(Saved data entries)
.....

//! Error types for SchemaStore core.

use schemastore_codec::CodecError;
use schemastore_engine::EngineError;
use thiserror::Error;

/// Result type for core operations.
pub type CoreResult<T> = Result<T, CoreError>;

/// Coarse classification of a [`CoreError`].
#[derive(Debug, Clone, Copy, PartialEq, Eq, Hash)]
pub enum ErrorKind {
    /// A required record does not exist.
    NotFound,
    /// Stored bytes could not be decoded.
    Decode,
    /// A value could not be encoded.
    Encode,
    /// The engine failed.
    BackendIo,
    /// An index entry points at a missing record.
    IndexInconsistency,
    /// Invalid or conflicting schema declaration, or an unknown index.
    Schema,
    /// A bounded retry budget ran out.
    TransactionConflict,
    /// Operation not permitted in the current state.
    InvalidOperation,
}

/// Errors that can occur in SchemaStore core operations.
#[derive(Debug, Error)]
pub enum CoreError {
    /// Engine error.
    #[error("engine error: {0}")]
    Engine(#[from] EngineError),

    /// Codec error.
    #[error("codec error: {0}")]
    Codec(#[from] CodecError),

    /// Record not found.
    #[error("record not found: {schema}:{key}")]
    NotFound {
        /// Schema name.
        schema: String,
        /// Logical key.
        key: String,
    },

    /// A typed operation failed for a specific record.
    #[error("{op} failed for {schema}:{key}: {source}")]
    Record {
        /// The operation that failed.
        op: &'static str,
        /// Schema name.
        schema: String,
        /// Logical key.
        key: String,
        /// Underlying error.
        #[source]
        source: Box<CoreError>,
    },

    /// An index entry refers to a record that does not exist.
    #[error("index {schema}.{index} entry {index_key} refers to missing record {data_key}")]
    IndexInconsistency {
        /// Schema name.
        schema: String,
        /// Index name.
        index: String,
        /// The dangling index key.
        index_key: String,
        /// The data key it refers to.
        data_key: String,
    },

    /// The schema declares no index with this name.
    #[error("schema {schema} has no index named {index}")]
    UnknownIndex {
        /// Schema name.
        schema: String,
        /// Requested index name.
        index: String,
    },

    /// An index value contains the key separator and cannot be encoded
    /// unambiguously.
    #[error("index {schema}.{index} value {value:?} contains ':'")]
    InvalidIndexValue {
        /// Schema name.
        schema: String,
        /// Index name.
        index: String,
        /// The rejected value.
        value: String,
    },

    /// The schema declaration is invalid.
    #[error("invalid schema {schema}: {message}")]
    InvalidSchema {
        /// Schema name.
        schema: String,
        /// What is wrong with it.
        message: String,
    },

    /// Another type is already registered under this name.
    #[error("schema name {schema} is already registered by {existing}")]
    SchemaConflict {
        /// Schema name.
        schema: String,
        /// Type name of the existing registration.
        existing: &'static str,
    },

    /// The schema is not registered and auto-registration is disabled.
    #[error("schema not registered: {schema}")]
    SchemaNotRegistered {
        /// Schema name.
        schema: String,
    },

    /// Optimistic retries were exhausted.
    #[error("transaction conflict on {schema}:{key} after {attempts} attempts")]
    TransactionConflict {
        /// Schema name.
        schema: String,
        /// Logical key.
        key: String,
        /// Number of attempts made.
        attempts: u32,
    },

    /// Operation not permitted in current state.
    #[error("invalid operation: {message}")]
    InvalidOperation {
        /// Description of why operation is invalid.
        message: String,
    },
}

impl CoreError {
    /// Creates a not found error.
    pub fn not_found(schema: impl Into<String>, key: impl Into<String>) -> Self {
        Self::NotFound {
            schema: schema.into(),
            key: key.into(),
        }
    }

    /// Wraps `source` with the operation, schema and key it failed for.
    ///
    /// Errors that already carry record context are returned unchanged.
    pub fn record(
        op: &'static str,
        schema: impl Into<String>,
        key: impl Into<String>,
        source: CoreError,
    ) -> Self {
        match source {
            Self::Record { .. } | Self::NotFound { .. } | Self::TransactionConflict { .. } => source,
            other => Self::Record {
                op,
                schema: schema.into(),
                key: key.into(),
                source: Box::new(other),
            },
        }
    }

    /// Creates an invalid schema error.
    pub fn invalid_schema(schema: impl Into<String>, message: impl Into<String>) -> Self {
        Self::InvalidSchema {
            schema: schema.into(),
            message: message.into(),
        }
    }

    /// Creates an invalid operation error.
    pub fn invalid_operation(message: impl Into<String>) -> Self {
        Self::InvalidOperation {
            message: message.into(),
        }
    }

    /// Classifies the error, looking through record context.
    #[must_use]
    pub fn kind(&self) -> ErrorKind {
        match self {
            Self::Engine(EngineError::InvalidOperation { .. }) => ErrorKind::InvalidOperation,
            Self::Engine(_) => ErrorKind::BackendIo,
            Self::Codec(CodecError::Encode { .. }) => ErrorKind::Encode,
            Self::Codec(_) => ErrorKind::Decode,
            Self::NotFound { .. } => ErrorKind::NotFound,
            Self::Record { source, .. } => source.kind(),
            Self::IndexInconsistency { .. } => ErrorKind::IndexInconsistency,
            Self::UnknownIndex { .. }
            | Self::InvalidSchema { .. }
            | Self::SchemaConflict { .. }
            | Self::SchemaNotRegistered { .. } => ErrorKind::Schema,
            Self::TransactionConflict { .. } => ErrorKind::TransactionConflict,
            Self::InvalidOperation { .. } | Self::InvalidIndexValue { .. } => {
                ErrorKind::InvalidOperation
            }
        }
    }
}

#[cfg(test)]
mod tests {
    use super::*;

    #[test]
    fn kind_sees_through_record() {
        let err = CoreError::record(
            "find",
            "Player",
            "alice",
            CodecError::UnsupportedVersion {
                version: 9,
                current: 1,
            }
            .into(),
        );
        assert_eq!(err.kind(), ErrorKind::Decode);
        assert!(err.to_string().contains("Player:alice"));
    }

    #[test]
    fn record_does_not_double_wrap() {
        let inner = CoreError::record("put", "S", "k", EngineError::Closed.into());
        let outer = CoreError::record("update", "S", "k", inner);
        match outer {
            CoreError::Record { op, source, .. } => {
                assert_eq!(op, "put");
                assert!(matches!(*source, CoreError::Engine(EngineError::Closed)));
            }
            other => panic!("unexpected {other:?}"),
        }
    }

    #[test]
    fn engine_kinds() {
        assert_eq!(CoreError::from(EngineError::Locked).kind(), ErrorKind::BackendIo);
        assert_eq!(
            CoreError::from(EngineError::invalid_operation("done")).kind(),
            ErrorKind::InvalidOperation
        );
    }
}
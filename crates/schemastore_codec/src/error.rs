//! Error types for the codec crate.

use thiserror::Error;

/// Result type for codec operations.
pub type CodecResult<T> = Result<T, CodecError>;

/// Errors that can occur while encoding or decoding stored records.
#[derive(Error, Debug, Clone, PartialEq, Eq)]
pub enum CodecError {
    /// Failed to encode a value to CBOR.
    #[error("encoding failed: {message}")]
    Encode {
        /// Description of the encoding error.
        message: String,
    },

    /// Failed to decode CBOR bytes or a payload.
    #[error("decoding failed: {message}")]
    Decode {
        /// Description of the decoding error.
        message: String,
    },

    /// Stored bytes are not a `[version, payload]` pair.
    #[error("malformed envelope: {message}")]
    MalformedEnvelope {
        /// What was wrong with the envelope.
        message: String,
    },

    /// The stored version is not covered by the version chain.
    #[error("unsupported schema version {version} (current version is {current})")]
    UnsupportedVersion {
        /// Version found in the envelope.
        version: u64,
        /// The schema's current version.
        current: u64,
    },
}

impl CodecError {
    /// Creates an encoding error.
    pub fn encode(message: impl Into<String>) -> Self {
        Self::Encode {
            message: message.into(),
        }
    }

    /// Creates a decoding error.
    pub fn decode(message: impl Into<String>) -> Self {
        Self::Decode {
            message: message.into(),
        }
    }

    /// Creates a malformed envelope error.
    pub fn malformed(message: impl Into<String>) -> Self {
        Self::MalformedEnvelope {
            message: message.into(),
        }
    }
}
//! Typed prefix iteration.

use super::ops::decode;
use crate::backend::RawIterator;
use crate::error::{CoreError, CoreResult};
use crate::registry::CompiledSchema;
use crate::schema::Schema;
use std::fmt;
use std::sync::Arc;

/// Iterator over `(logical key, record)` pairs of one schema.
///
/// Yields records in logical key order from a snapshot fixed when the
/// iterator was created. Decode failures are yielded as errors carrying the
/// record's key; iteration may continue past them.
pub struct SchemaIter<T, I> {
    raw: I,
    schema: Arc<CompiledSchema<T>>,
}

impl<T: Schema, I: RawIterator> SchemaIter<T, I> {
    pub(crate) fn new(raw: I, schema: Arc<CompiledSchema<T>>) -> Self {
        Self { raw, schema }
    }

    fn current(&self) -> CoreResult<(String, T)> {
        let data_key = self.raw.key_str()?;
        let key = self
            .schema
            .keys()
            .strip_data_key(data_key)
            .ok_or_else(|| CoreError::invalid_operation(format!("{data_key} is not a {} data key", T::NAME)))?;
        let value = decode(&self.schema, self.raw.value())
            .map_err(|e| CoreError::record("seek", T::NAME, key, e))?;
        Ok((key.to_string(), value))
    }
}

impl<T: Schema, I: RawIterator> Iterator for SchemaIter<T, I> {
    type Item = CoreResult<(String, T)>;

    fn next(&mut self) -> Option<Self::Item> {
        if RawIterator::next(&mut self.raw) {
            Some(self.current())
        } else {
            None
        }
    }
}

impl<T: Schema, I> fmt::Debug for SchemaIter<T, I> {
    fn fmt(&self, f: &mut fmt::Formatter<'_>) -> fmt::Result {
        f.debug_struct("SchemaIter").field("schema", &T::NAME).finish()
    }
}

.....

Go through the entries and report every line with the string "TransactionConflict".

    TransactionConflict,
    TransactionConflict {
            Self::Record { .. } | Self::NotFound { .. } | Self::TransactionConflict { .. } => source,
            Self::TransactionConflict { .. } => ErrorKind::TransactionConflict,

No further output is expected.